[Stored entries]

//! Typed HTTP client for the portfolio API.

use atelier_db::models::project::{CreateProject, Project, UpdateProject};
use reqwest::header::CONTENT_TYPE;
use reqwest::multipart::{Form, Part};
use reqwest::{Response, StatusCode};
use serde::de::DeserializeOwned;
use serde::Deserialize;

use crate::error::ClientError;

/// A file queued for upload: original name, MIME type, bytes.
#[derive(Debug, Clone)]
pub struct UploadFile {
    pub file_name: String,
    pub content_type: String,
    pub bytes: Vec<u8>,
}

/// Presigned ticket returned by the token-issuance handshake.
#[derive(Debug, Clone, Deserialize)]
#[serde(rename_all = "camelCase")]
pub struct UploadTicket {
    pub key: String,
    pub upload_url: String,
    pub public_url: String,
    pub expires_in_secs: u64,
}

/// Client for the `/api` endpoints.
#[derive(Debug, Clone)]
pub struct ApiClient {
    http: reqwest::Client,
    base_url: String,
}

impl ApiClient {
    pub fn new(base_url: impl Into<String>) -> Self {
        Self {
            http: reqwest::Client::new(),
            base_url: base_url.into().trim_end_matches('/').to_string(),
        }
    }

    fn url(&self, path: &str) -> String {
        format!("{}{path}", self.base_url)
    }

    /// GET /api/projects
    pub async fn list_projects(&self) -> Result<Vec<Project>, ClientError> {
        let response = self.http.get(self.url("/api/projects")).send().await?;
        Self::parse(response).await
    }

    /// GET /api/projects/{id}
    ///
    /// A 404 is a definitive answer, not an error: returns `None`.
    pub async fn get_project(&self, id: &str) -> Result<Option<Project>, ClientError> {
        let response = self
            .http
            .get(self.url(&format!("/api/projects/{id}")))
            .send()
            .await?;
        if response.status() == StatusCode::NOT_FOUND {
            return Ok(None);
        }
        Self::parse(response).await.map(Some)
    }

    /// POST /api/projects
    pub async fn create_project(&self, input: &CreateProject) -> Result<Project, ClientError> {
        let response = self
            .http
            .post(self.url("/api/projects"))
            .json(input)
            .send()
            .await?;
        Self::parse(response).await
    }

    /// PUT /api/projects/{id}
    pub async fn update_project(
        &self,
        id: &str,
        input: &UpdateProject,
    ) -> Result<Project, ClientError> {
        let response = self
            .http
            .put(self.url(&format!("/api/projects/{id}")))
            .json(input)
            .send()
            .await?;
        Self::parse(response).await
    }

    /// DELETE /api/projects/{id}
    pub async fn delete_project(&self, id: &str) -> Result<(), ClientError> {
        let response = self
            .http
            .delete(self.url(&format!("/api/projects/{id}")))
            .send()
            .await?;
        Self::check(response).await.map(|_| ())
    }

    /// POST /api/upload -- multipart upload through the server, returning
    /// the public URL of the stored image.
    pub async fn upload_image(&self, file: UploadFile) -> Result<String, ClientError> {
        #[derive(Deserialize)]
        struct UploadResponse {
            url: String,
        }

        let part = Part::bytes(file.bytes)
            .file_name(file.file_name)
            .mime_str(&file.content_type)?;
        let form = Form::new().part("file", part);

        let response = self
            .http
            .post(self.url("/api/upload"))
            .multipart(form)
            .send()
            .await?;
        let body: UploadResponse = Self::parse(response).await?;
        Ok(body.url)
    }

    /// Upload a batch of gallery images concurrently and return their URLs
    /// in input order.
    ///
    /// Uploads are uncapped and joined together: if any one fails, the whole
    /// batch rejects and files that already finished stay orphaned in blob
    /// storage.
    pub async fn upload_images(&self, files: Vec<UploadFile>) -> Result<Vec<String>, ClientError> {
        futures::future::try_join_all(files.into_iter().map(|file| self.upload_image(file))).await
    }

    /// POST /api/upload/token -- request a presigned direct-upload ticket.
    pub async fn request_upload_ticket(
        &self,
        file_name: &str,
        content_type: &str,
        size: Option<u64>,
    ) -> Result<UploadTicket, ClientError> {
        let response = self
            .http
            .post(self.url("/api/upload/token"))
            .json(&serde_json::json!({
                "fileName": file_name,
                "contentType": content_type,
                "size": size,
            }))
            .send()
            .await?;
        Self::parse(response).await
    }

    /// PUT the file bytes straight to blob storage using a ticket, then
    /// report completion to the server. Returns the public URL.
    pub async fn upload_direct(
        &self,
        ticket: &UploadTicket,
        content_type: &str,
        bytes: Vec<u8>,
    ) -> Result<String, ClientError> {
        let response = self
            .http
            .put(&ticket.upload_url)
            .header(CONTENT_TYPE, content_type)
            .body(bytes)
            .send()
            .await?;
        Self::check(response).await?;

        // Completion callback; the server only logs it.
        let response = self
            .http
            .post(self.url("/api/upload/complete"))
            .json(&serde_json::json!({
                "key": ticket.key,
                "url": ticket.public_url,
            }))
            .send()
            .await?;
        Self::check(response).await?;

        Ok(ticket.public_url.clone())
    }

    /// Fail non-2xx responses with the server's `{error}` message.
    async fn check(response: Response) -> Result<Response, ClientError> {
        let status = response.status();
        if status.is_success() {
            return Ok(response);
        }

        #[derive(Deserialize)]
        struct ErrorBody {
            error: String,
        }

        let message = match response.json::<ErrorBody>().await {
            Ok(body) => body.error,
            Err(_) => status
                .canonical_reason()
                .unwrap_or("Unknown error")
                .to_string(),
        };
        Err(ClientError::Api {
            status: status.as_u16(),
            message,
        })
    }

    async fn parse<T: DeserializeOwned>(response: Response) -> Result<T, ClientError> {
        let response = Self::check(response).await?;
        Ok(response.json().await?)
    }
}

--

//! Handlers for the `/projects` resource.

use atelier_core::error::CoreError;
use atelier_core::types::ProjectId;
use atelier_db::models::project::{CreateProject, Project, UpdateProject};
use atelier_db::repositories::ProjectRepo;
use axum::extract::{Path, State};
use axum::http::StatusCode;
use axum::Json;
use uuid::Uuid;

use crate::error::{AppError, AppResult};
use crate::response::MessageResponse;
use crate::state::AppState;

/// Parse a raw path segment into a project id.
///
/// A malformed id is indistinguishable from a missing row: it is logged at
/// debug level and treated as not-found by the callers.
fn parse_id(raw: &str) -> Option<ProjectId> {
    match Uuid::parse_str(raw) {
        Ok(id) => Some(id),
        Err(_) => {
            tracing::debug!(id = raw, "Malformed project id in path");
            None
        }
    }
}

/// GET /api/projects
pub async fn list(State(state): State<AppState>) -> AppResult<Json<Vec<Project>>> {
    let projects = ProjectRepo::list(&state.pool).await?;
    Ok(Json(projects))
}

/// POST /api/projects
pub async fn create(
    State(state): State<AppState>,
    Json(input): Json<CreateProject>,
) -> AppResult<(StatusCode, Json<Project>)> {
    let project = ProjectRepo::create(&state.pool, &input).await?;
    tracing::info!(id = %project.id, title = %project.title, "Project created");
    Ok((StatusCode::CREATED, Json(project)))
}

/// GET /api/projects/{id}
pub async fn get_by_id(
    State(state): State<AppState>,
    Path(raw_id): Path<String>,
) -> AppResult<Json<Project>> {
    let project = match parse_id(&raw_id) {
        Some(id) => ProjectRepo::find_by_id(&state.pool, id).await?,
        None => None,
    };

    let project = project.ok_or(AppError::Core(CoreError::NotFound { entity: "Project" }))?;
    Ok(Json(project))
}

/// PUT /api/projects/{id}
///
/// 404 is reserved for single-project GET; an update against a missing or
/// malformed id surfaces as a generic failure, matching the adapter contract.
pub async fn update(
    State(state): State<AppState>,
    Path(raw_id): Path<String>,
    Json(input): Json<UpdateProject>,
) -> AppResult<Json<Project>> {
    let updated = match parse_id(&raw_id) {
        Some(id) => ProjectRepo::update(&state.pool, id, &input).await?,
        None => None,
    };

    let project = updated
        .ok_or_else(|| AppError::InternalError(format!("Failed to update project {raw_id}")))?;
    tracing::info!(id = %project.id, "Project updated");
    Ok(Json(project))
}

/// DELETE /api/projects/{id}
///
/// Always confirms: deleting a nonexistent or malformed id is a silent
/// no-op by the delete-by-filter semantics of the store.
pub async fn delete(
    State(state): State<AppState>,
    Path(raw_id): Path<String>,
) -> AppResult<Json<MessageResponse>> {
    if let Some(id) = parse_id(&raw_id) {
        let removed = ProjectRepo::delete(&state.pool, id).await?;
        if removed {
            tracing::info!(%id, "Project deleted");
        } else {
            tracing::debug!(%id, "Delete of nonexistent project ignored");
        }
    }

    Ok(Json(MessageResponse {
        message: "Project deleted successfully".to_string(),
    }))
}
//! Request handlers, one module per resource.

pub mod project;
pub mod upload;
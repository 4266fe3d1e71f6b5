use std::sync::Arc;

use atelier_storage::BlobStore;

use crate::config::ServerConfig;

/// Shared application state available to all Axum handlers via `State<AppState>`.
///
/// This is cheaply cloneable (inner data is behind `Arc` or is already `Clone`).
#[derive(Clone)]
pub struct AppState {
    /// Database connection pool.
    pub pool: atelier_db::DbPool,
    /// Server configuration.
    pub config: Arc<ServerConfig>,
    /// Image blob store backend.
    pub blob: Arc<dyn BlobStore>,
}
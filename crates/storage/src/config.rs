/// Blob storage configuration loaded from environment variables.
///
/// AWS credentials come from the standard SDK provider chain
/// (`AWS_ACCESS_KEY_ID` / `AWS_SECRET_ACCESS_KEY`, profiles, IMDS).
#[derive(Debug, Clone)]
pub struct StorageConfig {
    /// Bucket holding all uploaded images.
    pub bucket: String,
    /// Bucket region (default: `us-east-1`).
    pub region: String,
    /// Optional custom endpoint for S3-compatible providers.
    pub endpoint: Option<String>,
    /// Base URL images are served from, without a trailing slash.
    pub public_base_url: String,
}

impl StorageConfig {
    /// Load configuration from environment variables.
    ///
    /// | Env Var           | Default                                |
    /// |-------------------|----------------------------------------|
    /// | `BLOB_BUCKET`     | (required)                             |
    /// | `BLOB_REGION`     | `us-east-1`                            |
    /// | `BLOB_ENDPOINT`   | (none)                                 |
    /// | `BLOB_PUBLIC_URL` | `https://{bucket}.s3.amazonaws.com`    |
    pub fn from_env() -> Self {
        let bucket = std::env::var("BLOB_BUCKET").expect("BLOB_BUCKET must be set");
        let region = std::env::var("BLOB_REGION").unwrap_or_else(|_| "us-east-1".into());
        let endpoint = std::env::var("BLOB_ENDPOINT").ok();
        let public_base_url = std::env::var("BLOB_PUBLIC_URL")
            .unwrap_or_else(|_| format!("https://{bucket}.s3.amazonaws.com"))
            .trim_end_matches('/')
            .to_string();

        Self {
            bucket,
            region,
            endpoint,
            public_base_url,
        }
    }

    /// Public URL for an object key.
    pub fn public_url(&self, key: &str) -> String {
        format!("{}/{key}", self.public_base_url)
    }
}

*Exercise aim*: Among the records, find every line with the word "header" and copy it.

*Answer below*:
use reqwest::header::CONTENT_TYPE;
            .header(CONTENT_TYPE, content_type)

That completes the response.